Autor de majestuosos melodramas tocados por un aliento lírico, el coreano Lee Chang-dong (Secret Sunshine, Poesía) estudia en su nueva película, Burning, el peso de la ficción en nuestra realidad. Ficciones que construimos a nuestro alrededor para protegernos, cobijarnos, para presentarnos ante los demás; aquellas que generamos deformando recuerdos de infancia, reinventando nuestros orígenes; aquellas que nos ayudan a amortiguar el dolor que nos inflige amar, perder, el mero hecho de existir. En el caso de Burning, esas autoficciones responden, fundamentalmente, a la necesidad de una supervivencia afectiva. Un desesperado anhelo emocional que hallará su particular fuente de inspiración en la figura de una mujer. Para Jongsu (Ah-In Yoo), un joven escritor frustrado, la salvación responde al nombre de Haemi (Jong-seo Jeon), una vecina de la infancia que perturbará su tranquilidad cotidiana a partir del instante en que vuelve a cruzarse en su camino. Inesperadamente, y sin condiciones, Jongsu se descubrirá entrometido en la vida de Haemi, que al partir de viaje a África lo dejará a cargo de una gata que, ante la falta de pruebas de su existencia física, parece habitar el territorio de la ficción. Tras el torbellino emocional que Haemi deja tras de sí, un confuso Jongsu convierte el piso vacío de su amante en un diminuto e íntimo santuario, que habitará siempre que tenga ocasión para evocar su recuerdo.

Sorprendentemente, Haemi retorna de su viaje acompañada del misterioso y encantador Ben (Steven Yeun), un Gran Gatsby –así lo apoda Jongsu– a quien conoce en su aventura africana.
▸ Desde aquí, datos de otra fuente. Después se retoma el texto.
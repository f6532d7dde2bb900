//! Services for roasts, beans and blends

pub mod beans;
pub mod blends;
pub mod roasting;

pub use beans::BeanService;
pub use blends::BlendService;
pub use roasting::{RoastDraft, RoastService};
A partir de ese momento, se empieza a desplegar el verdadero núcleo narrativo del film, estructurado alrededor de un tenso triángulo amoroso cuyo tratamiento bascula entre el drama y el thriller, a medida que su tono toma tintes cada vez más sombríos. Demostrando, nuevamente, que su cine no es solo la obra de un gran dramaturgo, sino de un gran cineasta, Chang-dong saca todo el partido de los mecanismos de puesta en escena para construir de forma minuciosa la personalidad de los personajes: Haemi, siempre sumida en un territorio híbrido entre la inconsciencia naif y la melancolía, revolotea por los planos entrometiéndose por toda puerta o pasillo que encuentra; Jongsu, paralizado por la aparente carencia de toda educación sentimental, deviene una figura más estática, pasmada, buscando fijar en sus movimientos una realidad que se le escapa; y Ben, que tras una aura de suficiencia despreocupada –que rima con su apartamento de lujo–, deja entrever la posibilidad de un océano de malicia. Tres figuras a través de las cuales Chang-dong termina explorando la romantización tóxica de una obsesión masculina. Ya sea como objeto de deseo o mero pasatiempo, la figura de Haemi termina definida, delimitada y ficcionada por la mirada de sus partenaires.
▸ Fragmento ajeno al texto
fn render_blend_list(blends: &[Blend]) -> String {
    if blends.is_empty() {
        return "No saved blends".to_string();
    }
    blends
        .iter()
        .map(|blend| {
            let beans: Vec<String> = blend
                .components
                .iter()
                .map(|c| format!("{} {}%", c.bean_name, c.percentage))
                .collect();
            format!("#{}  {}  ({})", blend.id, blend.name, beans.join(", "))
        })
        .collect::<Vec<_>>()
        .join("\n")
}

fn render_blend(blend: &Blend) -> String {
    let mut lines = vec![format!("Blend #{}  {}", blend.id, blend.name)];
    if let Some(description) = &blend.description {
        lines.push(description.clone());
    }
    for component in &blend.components {
        lines.push(format!("  {:<28} {:>6}%", component.bean_name, component.percentage));
    }
    lines.push(format!("  {:<28} {:>6}%", "Total", blend.total_percentage()));
    lines.join("\n")
}

fn render_allocation(allocation: &BlendAllocation) -> String {
    let mut lines: Vec<String> = allocation
        .components
        .iter()
        .map(|c| format!("  {:<28} {:>6}%  {:>6} g", c.bean_name, c.percentage, c.amount_grams))
        .collect();
    lines.push(format!(
        "  {:<28} {:>7}  {:>6} g",
        "Total", "", allocation.allocated_grams
    ));
    if !allocation.is_exact() {
        lines.push(format!(
            "Rounded amounts differ from the {} g batch by {} g",
            allocation.requested_grams,
            allocation.difference()
        ));
    }
    lines.join("\n")
}

// ============================================================================
// Calculators
// ============================================================================

fn calc(app: &App, command: CalcCommand) -> AppResult<()> {
    match command {
        CalcCommand::Time { value } => {
            let normalized = normalize_time_input(&value);
            let finalized = finalize_time_input(&value);
            let seconds = parse_time(&finalized);
            let formatted = format_time(seconds);
            app.emit(
                &json!({
                    "normalized": normalized,
                    "finalized": finalized,
                    "seconds": seconds,
                    "formatted": formatted,
                }),
                || format!("{} -> {} ({} s)", value, formatted, seconds),
            )
        }
        CalcCommand::Loss { green, roasted } => {
            let loss = derive_weight_loss(Some(green), Some(roasted));
            app.emit(&json!({ "loss_percent": loss }), || {
                format!("Loss: {}", format_percent(loss))
            })
        }
        CalcCommand::Metrics {
            final_time,
            fcs,
            cooling_start,
            cooling_tp,
            green,
            roasted,
        } => {
            let mut checkpoints = RoastCheckpoints::default();
            checkpoints.final_point.time_seconds = parse_time_arg(&final_time);
            checkpoints.first_crack_start.time_seconds = fcs.as_deref().and_then(parse_time_arg);
            checkpoints.cooling_start.time_seconds =
                cooling_start.as_deref().and_then(parse_time_arg);
            checkpoints.cooling_turning_point.time_seconds =
                cooling_tp.as_deref().and_then(parse_time_arg);

            let metrics = RoastMetrics::derive(&checkpoints, green, roasted);
            app.emit(&metrics, || {
                let mut lines = vec![format!("Loss:         {}", format_percent(metrics.loss_percent))];
                lines.extend(render_metrics(&metrics));
                lines.join("\n")
            })
        }
    }
}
Hacia la mitad de la película, tiene lugar una escena crucial, que alienta el fluir de los equilibrios y desequilibrios entre los personajes, desnudando sus más ocultas pulsiones. Ocurre cuando Ben y Haemi irrumpen en la casa familiar de Jongsu. La ausencia de una motivación clara en las actitudes de los personajes termina generando instantes de máxima tensión entre los tres. Después de que Haemi protagonice un baile liberador, sensual y narcotizado –decorado por una pacífica panorámica del yermo paisaje rural, donde sobresale una bandera surcoreana, las luces del atardecer y la frontera con Corea del Norte a lo lejos– el cansancio se apodera de la joven, que queda fuera de juego. El frío e inescrutable Ben, con su eterna sonrisa indolente, aprovechará la calma del entorno para dejar caer la bomba: su hobby secreto consiste en quemar invernaderos, una referencia al relato Quemar graneros de Haruki Murakami en el que se basa el film. La sugerencia de una violencia visual que aporta esta imagen romperá en mil pedazos la apariencia sosegada del film y generará, a partir de ahí, una progresiva confusión tanto en la mente del protagonista como en nuestra propia percepción.

Pese a que en el cuento de Murakami lo que arden son graneros y no invernaderos, la película de Chang-dong sigue la senda del relato original a la hora de jugar con el aparente hermetismo de unos personajes que nunca dejan de revelar nuevas capas. De hecho, a medida que avanza la acción, la dualidad entre ficción y realidad va diluyendo sus fronteras. Eso sí, este trabajo en torno a la ambigüedad no está reñido con la disposición de Chang-Dong a recurrir a la visceralidad para exponer la desesperación de sus personajes y destapar la cara más tóxica de la (estratificada) maquinaria social. Al salir de la sala, en la mente del espectador, resuena la violencia de un mundo no reconciliado con sus propias miserias.